Pero la misma caracterización de los residuos del arte que destapa opresiones, malestares y limitaciones ofrece un germen del cambio. En cierto modo, de igual forma que lo inadvertido del residuo puede ser una punta de lanza para articular otro tipo de críticas, el hecho de que lo residual escape a los devenires de aquello que se considera como extracto, como valor positivo, es una oportunidad para generar ideas y prácticas que escapen a los espacios de circulación del arte que se normativizan en base a esos mismos valores o extractos que generaron su afuera residual. Esta concepción del residuo de ese tipo de arte como generador de otros imaginarios, relaciones, etc., más allá de los marcos profesionales e institucionales serviría, entre otras cosas, para generar un afuera que, definido a partir de lo que queda dentro de esos marcos, mute y adquiera cierta autonomía. Que ese afuera también se llame arte o no es lo de menos, entrar a “negociar” ese concepto sería contribuir a sus procesos de refinamiento. Mi intuición es que es mejor apropiarla impunemente o dejarla ir con desdén, pero nunca dedicarle demasiada cabeza a la cuestión; tratarlo más como una cuestión de capricho que de convicción.

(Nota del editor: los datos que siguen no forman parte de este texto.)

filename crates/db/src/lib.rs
pub mod models;
pub mod repositories;
pub mod schema;

pub mod mock;

use eyre::Result;
use std::path::{Path, PathBuf};

/// Directory holding the bot's JSON documents.
#[derive(Debug, Clone)]
pub struct DataDir {
    root: PathBuf,
}

impl DataDir {
    pub fn new(root: impl Into<PathBuf>) -> Self {
        Self { root: root.into() }
    }

    pub fn root(&self) -> &Path {
        &self.root
    }

    pub fn document(&self, file_name: &str) -> PathBuf {
        self.root.join(file_name)
    }
}

pub async fn open_data_dir(path: impl AsRef<Path>) -> Result<DataDir> {
    let dir = DataDir::new(path.as_ref());
    schema::initialize_storage(&dir).await?;

    Ok(dir)
}
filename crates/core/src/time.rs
//! Turning form input into a concrete date and end time.
//!
//! All interpretation happens in the zone carried by `now`, which the
//! caller obtains from its configured [`Clock`](crate::clock::Clock).

use chrono::{DateTime, NaiveDate};
use chrono_tz::Tz;

use crate::errors::{SlotError, SlotResult};
use crate::models::slot::SlotTime;

pub const DATE_FORMAT: &str = "%Y-%m-%d";

pub fn parse_date(input: &str) -> SlotResult<NaiveDate> {
    let trimmed = input.trim();
    NaiveDate::parse_from_str(trimmed, DATE_FORMAT)
        .map_err(|_| SlotError::InvalidDate(trimmed.to_string()))
}

/// Resolve an `HH:MM` end time and an optional `YYYY-MM-DD` date.
///
/// With an explicit date the result is taken as given, even if it lies in
/// the past. Without one the slot lands on the next occurrence of the
/// time: today if it is still ahead of `now`, otherwise tomorrow.
pub fn resolve_target(
    time: &str,
    date: Option<&str>,
    now: &DateTime<Tz>,
) -> SlotResult<(NaiveDate, SlotTime)> {
    let end_time: SlotTime = time.parse()?;

    match date {
        Some(date) => Ok((parse_date(date)?, end_time)),
        None => next_occurrence(end_time, now),
    }
}

/// Date-less resolution kept for callers that never ask for a date.
pub fn resolve_same_day(time: &str, now: &DateTime<Tz>) -> SlotResult<(NaiveDate, SlotTime)> {
    next_occurrence(time.parse()?, now)
}

fn next_occurrence(end_time: SlotTime, now: &DateTime<Tz>) -> SlotResult<(NaiveDate, SlotTime)> {
    let today = now.date_naive();
    if today.and_time(end_time.to_naive()) > now.naive_local() {
        return Ok((today, end_time));
    }

    let tomorrow = today
        .succ_opt()
        .ok_or_else(|| SlotError::InvalidDate(today.to_string()))?;
    Ok((tomorrow, end_time))
}
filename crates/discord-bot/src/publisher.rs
use async_trait::async_trait;
use eyre::Result;
use rfslot_core::render::StatusView;
use rfslot_db::repositories::MessageHandleRepository;
use std::sync::Arc;
use tracing::{info, warn};

/// Result of trying to edit the status message in place.
#[derive(Debug, Clone, Copy, PartialEq, Eq)]
pub enum EditOutcome {
    Edited,
    /// The message was deleted on the platform side.
    Missing,
}

/// The channel the status message lives in.
///
/// Implemented over serenity by [`ChannelBoard`](crate::handlers::board::ChannelBoard).
#[async_trait]
pub trait StatusBoard: Send + Sync {
    /// Post a new status message and return its id.
    async fn send(&self, view: &StatusView) -> Result<u64>;

    async fn edit(&self, message_id: u64, view: &StatusView) -> Result<EditOutcome>;
}

#[derive(Debug, Clone, Copy, PartialEq, Eq)]
pub enum Published {
    Edited(u64),
    Sent(u64),
    /// The stored message was gone, so a replacement was posted.
    Resent { stale: u64, message_id: u64 },
}

impl Published {
    pub fn message_id(self) -> u64 {
        match self {
            Published::Edited(id) | Published::Sent(id) => id,
            Published::Resent { message_id, .. } => message_id,
        }
    }
}

/// Keeps exactly one live status message per channel.
///
/// Edits the stored message when there is one, and otherwise posts a new
/// message and remembers its id. A stored message that was deleted is
/// replaced transparently. A deletion racing between the check and the
/// edit is not guarded against.
pub struct Publisher {
    handles: Arc<dyn MessageHandleRepository>,
}

impl Publisher {
    pub fn new(handles: Arc<dyn MessageHandleRepository>) -> Self {
        Self { handles }
    }

    pub async fn publish(&self, board: &dyn StatusBoard, view: &StatusView) -> Result<Published> {
        let Some(message_id) = self.handles.load().await? else {
            let message_id = self.send_new(board, view).await?;
            info!("Status message {} posted", message_id);
            return Ok(Published::Sent(message_id));
        };

        match board.edit(message_id, view).await? {
            EditOutcome::Edited => Ok(Published::Edited(message_id)),
            EditOutcome::Missing => {
                warn!("Status message {} no longer exists, posting a new one", message_id);
                let replacement = self.send_new(board, view).await?;
                Ok(Published::Resent {
                    stale: message_id,
                    message_id: replacement,
                })
            }
        }
    }

    async fn send_new(&self, board: &dyn StatusBoard, view: &StatusView) -> Result<u64> {
        let message_id = board.send(view).await?;
        self.handles.save(message_id).await?;
        Ok(message_id)
    }
}
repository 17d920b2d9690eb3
pub mod repositories;
use chrono::NaiveDate;
use pretty_assertions::assert_eq;
use rfslot_core::models::{
    ledger::SlotLedger,
    resource::{ResourceId, ResourceRegistry},
    slot::Slot,
};
use rfslot_db::{
    DataDir, open_data_dir,
    repositories::{
        FileLedgerRepository, FileMessageHandleRepository, FileRegistryRepository,
        LedgerRepository, MessageHandleRepository, RegistryRepository,
    },
    schema::{MESSAGE_HANDLE_FILE, RESOURCE_LIST_FILE, SLOT_LEDGER_FILE},
};
use serde_json::{Value, json};
use tempfile::TempDir;

fn rf(value: u32) -> ResourceId {
    ResourceId::new(value).expect("valid resource id")
}

fn day(d: u32) -> NaiveDate {
    NaiveDate::from_ymd_opt(2026, 10, d).expect("valid date")
}

async fn data_dir() -> (TempDir, DataDir) {
    let tmp = tempfile::tempdir().expect("create temp dir");
    let dir = open_data_dir(tmp.path().join("data")).await.expect("open data dir");
    (tmp, dir)
}

async fn read_json(dir: &DataDir, file: &str) -> Value {
    let bytes = tokio::fs::read(dir.document(file)).await.expect("read document");
    serde_json::from_slice(&bytes).expect("document is JSON")
}

#[tokio::test]
async fn test_open_data_dir_creates_directory() {
    let (_tmp, dir) = data_dir().await;
    assert!(dir.root().is_dir());
}

#[tokio::test]
async fn test_missing_documents_load_empty() {
    let (_tmp, dir) = data_dir().await;

    let registry = FileRegistryRepository::new(&dir).load().await.expect("load registry");
    let ledger = FileLedgerRepository::new(&dir).load().await.expect("load ledger");
    let handle = FileMessageHandleRepository::new(&dir).load().await.expect("load handle");

    assert_eq!(registry.size(), 0);
    assert!(ledger.is_empty());
    assert_eq!(handle, None);
}

#[tokio::test]
async fn test_registry_is_written_sorted() {
    let (_tmp, dir) = data_dir().await;
    let repo = FileRegistryRepository::new(&dir);

    let registry: ResourceRegistry = [rf(32), rf(4), rf(31)].into_iter().collect();
    repo.save(&registry).await.expect("save registry");

    assert_eq!(read_json(&dir, RESOURCE_LIST_FILE).await, json!({ "rf": [4, 31, 32] }));
    assert_eq!(repo.load().await.expect("reload"), registry);
}

#[tokio::test]
async fn test_ledger_document_schema() {
    let (_tmp, dir) = data_dir().await;
    let repo = FileLedgerRepository::new(&dir);

    let mut ledger = SlotLedger::new();
    ledger.place(day(20), Slot::new(rf(2), "09:05".parse().expect("time"), "Budi"));
    ledger.place(day(19), Slot::new(rf(31), "23:00".parse().expect("time"), "Lan"));
    repo.save(&ledger).await.expect("save ledger");

    assert_eq!(
        read_json(&dir, SLOT_LEDGER_FILE).await,
        json!({
            "2026-10-19": [{ "rf": 31, "time": "23:00", "name": "Lan" }],
            "2026-10-20": [{ "rf": 2, "time": "09:05", "name": "Budi" }],
        })
    );
    assert_eq!(repo.load().await.expect("reload"), ledger);
}

#[tokio::test]
async fn test_ledger_load_prunes_empty_days_and_defaults_holder() {
    let (_tmp, dir) = data_dir().await;
    tokio::fs::write(
        dir.document(SLOT_LEDGER_FILE),
        r#"{ "2026-10-18": [], "2026-10-19": [{ "rf": 7, "time": "10:00" }] }"#,
    )
    .await
    .expect("seed ledger");

    let ledger = FileLedgerRepository::new(&dir).load().await.expect("load ledger");

    assert_eq!(ledger.days().count(), 1);
    assert_eq!(ledger.slots_on(day(19))[0].holder, "Unknown");
}

#[tokio::test]
async fn test_corrupt_document_is_an_error_and_left_alone() {
    let (_tmp, dir) = data_dir().await;
    let path = dir.document(SLOT_LEDGER_FILE);
    tokio::fs::write(&path, "{ not json").await.expect("seed corrupt file");

    let result = FileLedgerRepository::new(&dir).load().await;

    assert!(result.is_err());
    assert_eq!(tokio::fs::read_to_string(&path).await.expect("read back"), "{ not json");
}

#[tokio::test]
async fn test_invalid_values_are_rejected_on_load() {
    let (_tmp, dir) = data_dir().await;
    tokio::fs::write(dir.document(RESOURCE_LIST_FILE), r#"{ "rf": [0, 3] }"#)
        .await
        .expect("seed registry");
    tokio::fs::write(
        dir.document(SLOT_LEDGER_FILE),
        r#"{ "2026-10-19": [{ "rf": 7, "time": "25:00", "name": "Lan" }] }"#,
    )
    .await
    .expect("seed ledger");

    assert!(FileRegistryRepository::new(&dir).load().await.is_err());
    assert!(FileLedgerRepository::new(&dir).load().await.is_err());
}

#[tokio::test]
async fn test_blank_document_loads_empty() {
    let (_tmp, dir) = data_dir().await;
    tokio::fs::write(dir.document(RESOURCE_LIST_FILE), "\n").await.expect("seed blank file");

    let registry = FileRegistryRepository::new(&dir).load().await.expect("load registry");
    assert_eq!(registry.size(), 0);
}

#[tokio::test]
async fn test_message_handle_is_overwritten() {
    let (_tmp, dir) = data_dir().await;
    let repo = FileMessageHandleRepository::new(&dir);

    repo.save(1_100_000_000_000_000_001).await.expect("save handle");
    repo.save(1_100_000_000_000_000_002).await.expect("overwrite handle");

    assert_eq!(repo.load().await.expect("load handle"), Some(1_100_000_000_000_000_002));
    assert_eq!(
        read_json(&dir, MESSAGE_HANDLE_FILE).await,
        json!({ "message_id": 1_100_000_000_000_000_002u64 })
    );
}

#[tokio::test]
async fn test_write_leaves_no_temp_file() {
    let (_tmp, dir) = data_dir().await;
    FileRegistryRepository::new(&dir)
        .save(&ResourceRegistry::new())
        .await
        .expect("save registry");

    let mut entries = tokio::fs::read_dir(dir.root()).await.expect("list dir");
    let mut names = Vec::new();
    while let Some(entry) = entries.next_entry().await.expect("next entry") {
        names.push(entry.file_name().to_string_lossy().into_owned());
    }
    assert_eq!(names, vec![RESOURCE_LIST_FILE.to_string()]);
}
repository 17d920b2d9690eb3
use thiserror::Error;

use crate::models::resource::ResourceId;

#[derive(Error, Debug)]
pub enum SlotError {
    #[error("Invalid date format: '{0}' (expected YYYY-MM-DD)")]
    InvalidDate(String),

    #[error("Invalid time format: '{0}' (expected HH:MM)")]
    InvalidTime(String),

    #[error("Invalid RF number: '{0}'")]
    InvalidResource(String),

    #[error("RF {0} not found")]
    NotFound(ResourceId),

    #[error("RF {0} already exists")]
    AlreadyExists(ResourceId),

    #[error("RF {0} is still in use")]
    InUse(ResourceId),

    #[error("Invalid action: '{0}' (use add / remove)")]
    InvalidAction(String),

    #[error("Storage error: {0}")]
    Storage(#[from] eyre::Report),

    #[error("Publish error: {0}")]
    Publish(eyre::Report),
}

impl SlotError {
    /// Errors caused by what the user typed or asked for.
    ///
    /// These are answered privately and never leave a partial write behind.
    /// Everything else is an infrastructure failure and is reported loudly.
    pub fn is_user_error(&self) -> bool {
        !matches!(self, SlotError::Storage(_) | SlotError::Publish(_))
    }
}

pub type SlotResult<T> = Result<T, SlotError>;
pub mod ledger;
pub mod resource;
pub mod slot;
//! Load/save contracts for the three persisted documents.
//!
//! Every mutating operation loads a fresh copy and writes the whole document
//! back; nothing is cached between calls.

use async_trait::async_trait;
use eyre::Result;
use rfslot_core::models::{ledger::SlotLedger, resource::ResourceRegistry};

mod json;
pub mod ledger;
pub mod message;
pub mod resource;

pub use ledger::FileLedgerRepository;
pub use message::FileMessageHandleRepository;
pub use resource::FileRegistryRepository;

#[async_trait]
pub trait RegistryRepository: Send + Sync {
    /// An absent document is an empty registry.
    async fn load(&self) -> Result<ResourceRegistry>;
    async fn save(&self, registry: &ResourceRegistry) -> Result<()>;
}

#[async_trait]
pub trait LedgerRepository: Send + Sync {
    /// An absent document is an empty ledger.
    async fn load(&self) -> Result<SlotLedger>;
    async fn save(&self, ledger: &SlotLedger) -> Result<()>;
}

#[async_trait]
pub trait MessageHandleRepository: Send + Sync {
    /// Id of the live status message, if one was ever published.
    async fn load(&self) -> Result<Option<u64>>;
    async fn save(&self, message_id: u64) -> Result<()>;
}
use chrono::{DateTime, Duration, NaiveDate};
use chrono_tz::Tz;
use std::collections::{BTreeMap, BTreeSet};

use crate::errors::{SlotError, SlotResult};
use crate::models::resource::ResourceId;
use crate::models::slot::{Slot, SlotTime};
use crate::time;

/// Where an upserted slot ended up after time resolution.
#[derive(Debug, Clone, Copy, PartialEq, Eq)]
pub struct Placement {
    pub date: NaiveDate,
    pub end_time: SlotTime,
}

/// All active slots, grouped by calendar date.
///
/// Two invariants hold after every mutation: a date key never maps to an
/// empty list, and a resource appears in at most one slot across all dates.
#[derive(Debug, Clone, Default, PartialEq, Eq)]
pub struct SlotLedger {
    days: BTreeMap<NaiveDate, Vec<Slot>>,
}

impl SlotLedger {
    pub fn new() -> Self {
        Self::default()
    }

    /// Resolve `time`/`date` input against `now` and store the slot there,
    /// replacing whatever slot `resource` held before.
    pub fn upsert(
        &mut self,
        resource: ResourceId,
        time: &str,
        date: Option<&str>,
        holder: impl Into<String>,
        now: &DateTime<Tz>,
    ) -> SlotResult<Placement> {
        let (date, end_time) = time::resolve_target(time, date, now)?;
        self.place(date, Slot::new(resource, end_time, holder));
        Ok(Placement { date, end_time })
    }

    /// Store an already resolved slot under `date`.
    pub fn place(&mut self, date: NaiveDate, slot: Slot) {
        self.take_resource(slot.resource);
        self.days.entry(date).or_default().push(slot);
    }

    /// Remove the slot held by `resource`, wherever it is.
    pub fn delete_by_resource(&mut self, resource: ResourceId) -> SlotResult<(NaiveDate, Slot)> {
        self.take_resource(resource)
            .into_iter()
            .next()
            .ok_or(SlotError::NotFound(resource))
    }

    /// Today's slot with the smallest non-negative time left.
    ///
    /// Ties go to the lowest resource number.
    pub fn nearest_upcoming(&self, now: &DateTime<Tz>) -> Option<&Slot> {
        let today = now.date_naive();
        let current = now.naive_local();

        self.days
            .get(&today)?
            .iter()
            .filter_map(|slot| {
                let delta = today.and_time(slot.end_time.to_naive()) - current;
                (delta >= Duration::zero()).then_some((delta, slot))
            })
            .min_by_key(|(delta, slot)| (*delta, slot.resource))
            .map(|(_, slot)| slot)
    }

    pub fn total_count(&self) -> usize {
        self.days.values().map(Vec::len).sum()
    }

    pub fn used_resources(&self) -> BTreeSet<ResourceId> {
        self.days
            .values()
            .flatten()
            .map(|slot| slot.resource)
            .collect()
    }

    pub fn contains_resource(&self, resource: ResourceId) -> bool {
        self.days
            .values()
            .flatten()
            .any(|slot| slot.resource == resource)
    }

    pub fn is_empty(&self) -> bool {
        self.days.is_empty()
    }

    /// Dates in ascending order with their slots in insertion order.
    pub fn days(&self) -> impl Iterator<Item = (NaiveDate, &[Slot])> {
        self.days.iter().map(|(date, slots)| (*date, slots.as_slice()))
    }

    pub fn slots_on(&self, date: NaiveDate) -> &[Slot] {
        self.days.get(&date).map(Vec::as_slice).unwrap_or_default()
    }

    /// Remove every slot for `resource` and prune emptied dates.
    fn take_resource(&mut self, resource: ResourceId) -> Vec<(NaiveDate, Slot)> {
        let mut removed = Vec::new();
        for (date, slots) in self.days.iter_mut() {
            let (gone, kept): (Vec<Slot>, Vec<Slot>) = std::mem::take(slots)
                .into_iter()
                .partition(|slot| slot.resource == resource);
            *slots = kept;
            removed.extend(gone.into_iter().map(|slot| (*date, slot)));
        }
        self.days.retain(|_, slots| !slots.is_empty());
        removed
    }
}

impl FromIterator<(NaiveDate, Vec<Slot>)> for SlotLedger {
    /// Builds a ledger from stored days, dropping dates without slots.
    fn from_iter<I: IntoIterator<Item = (NaiveDate, Vec<Slot>)>>(iter: I) -> Self {
        let mut days: BTreeMap<NaiveDate, Vec<Slot>> = BTreeMap::new();
        for (date, slots) in iter {
            days.entry(date).or_default().extend(slots);
        }
        days.retain(|_, slots| !slots.is_empty());
        Self { days }
    }
}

Parikka no solo busca arrojar luz sobre la materia que ejerce una influencia sobre los medios más allá de su condición medial, sino también en el después de esos medios, en los efectos que produce, por ejemplo, toda la tecnología deshechada que deviene chatarra. Sin necesidad de postular una mano invisible que maquine para que ciertas producciones artísticas nazcan con una obsolescencia programada, rastrear la fosilización de obras sería una oportunidad para darle atención a su persistencia material en un punto de su vida donde los discursos que la rodean se atolondran con ciertos problemas y la descuidan.

Pensar que puede surgir otra cosa a partir del residuo que deja el arte que se refina para encajar en ciertos lugares es un giro que, al menos por un rato, nos permitiría descansar de conceptos que se han usado hasta la saciedad para intentar pensar positivamente en ese afuera (la idea de arte ingenuo, por ejemplo). Cuando Parikka habla del polvo como un residuo del capitalismo que, en una versión literalísima, se mete dentro de los cuerpos de los trabajadores que pulen computadoras Mac, parece que el potencial de reparar en ese residuo se agota en servir como base para diagnósticos críticos. Ahora bien, pensándolo desde un marco materialista más sutil aplicado al arte, quizá sea bueno que respiremos hondo esas esquirlas que no le sirven a las cosas bien direccionadas, con discursos claros y vocabularios establecidos, que continuamente exigen refinamientos que nos van dejando otro paisaje de posibilidades que habitar.

Ramón Arteaga Escribano (Alicante, 1996). Se licenció en filosofía en la Universidad Autónoma de Madrid. Escribe sobre arte y codirige el espacio de arte El Vómito junto a otrxs amigxs. Vive en Buenos Aires.